- **Information provided**:
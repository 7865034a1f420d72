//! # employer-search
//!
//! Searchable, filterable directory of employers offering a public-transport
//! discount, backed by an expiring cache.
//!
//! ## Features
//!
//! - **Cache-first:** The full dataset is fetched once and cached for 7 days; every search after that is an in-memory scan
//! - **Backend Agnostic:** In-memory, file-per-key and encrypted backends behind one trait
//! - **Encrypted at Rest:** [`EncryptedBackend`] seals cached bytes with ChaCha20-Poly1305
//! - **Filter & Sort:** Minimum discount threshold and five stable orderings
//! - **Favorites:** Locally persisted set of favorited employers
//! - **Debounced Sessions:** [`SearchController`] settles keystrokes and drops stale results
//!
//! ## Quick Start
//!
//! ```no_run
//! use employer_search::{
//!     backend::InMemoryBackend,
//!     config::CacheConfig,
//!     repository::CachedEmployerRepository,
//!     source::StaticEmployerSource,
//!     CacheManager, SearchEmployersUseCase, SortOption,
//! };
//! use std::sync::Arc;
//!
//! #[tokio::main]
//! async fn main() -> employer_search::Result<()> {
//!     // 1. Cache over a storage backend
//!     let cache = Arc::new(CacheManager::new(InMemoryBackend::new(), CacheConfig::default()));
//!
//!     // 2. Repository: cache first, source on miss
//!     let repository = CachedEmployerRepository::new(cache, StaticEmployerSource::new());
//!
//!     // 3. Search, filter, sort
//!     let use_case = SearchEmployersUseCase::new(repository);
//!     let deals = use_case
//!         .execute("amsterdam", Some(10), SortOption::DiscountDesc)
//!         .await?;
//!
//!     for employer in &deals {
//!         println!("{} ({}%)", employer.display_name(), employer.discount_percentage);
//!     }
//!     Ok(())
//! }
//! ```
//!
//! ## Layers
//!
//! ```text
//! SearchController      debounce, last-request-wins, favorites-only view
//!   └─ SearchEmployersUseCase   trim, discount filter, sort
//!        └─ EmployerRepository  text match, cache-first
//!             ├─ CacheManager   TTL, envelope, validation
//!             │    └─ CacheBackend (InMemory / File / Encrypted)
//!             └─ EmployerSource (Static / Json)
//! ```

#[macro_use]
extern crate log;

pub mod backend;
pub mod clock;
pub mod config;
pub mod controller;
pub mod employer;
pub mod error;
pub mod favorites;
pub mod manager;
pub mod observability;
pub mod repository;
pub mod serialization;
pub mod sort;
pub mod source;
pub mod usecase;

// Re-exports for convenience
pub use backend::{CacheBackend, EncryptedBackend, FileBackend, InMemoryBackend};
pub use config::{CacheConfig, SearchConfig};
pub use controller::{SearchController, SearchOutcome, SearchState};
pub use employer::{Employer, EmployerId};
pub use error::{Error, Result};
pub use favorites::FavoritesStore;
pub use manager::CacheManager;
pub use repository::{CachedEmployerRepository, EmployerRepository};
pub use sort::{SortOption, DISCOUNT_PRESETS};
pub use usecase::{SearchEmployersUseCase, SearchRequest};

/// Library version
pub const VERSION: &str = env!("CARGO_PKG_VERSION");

- **Exercise objective**: Starting at the first line of the material above, reproduce each line exactly up to and including the line with "bytes with ChaCha20-Poly1305".

- **Written reply**:
repository 7865034a1f420d72
//! # employer-search
//!
//! Searchable, filterable directory of employers offering a public-transport
//! discount, backed by an expiring cache.
//!
//! ## Features
//!
//! - **Cache-first:** The full dataset is fetched once and cached for 7 days; every search after that is an in-memory scan
//! - **Backend Agnostic:** In-memory, file-per-key and encrypted backends behind one trait
//! - **Encrypted at Rest:** [`EncryptedBackend`] seals cached bytes with ChaCha20-Poly1305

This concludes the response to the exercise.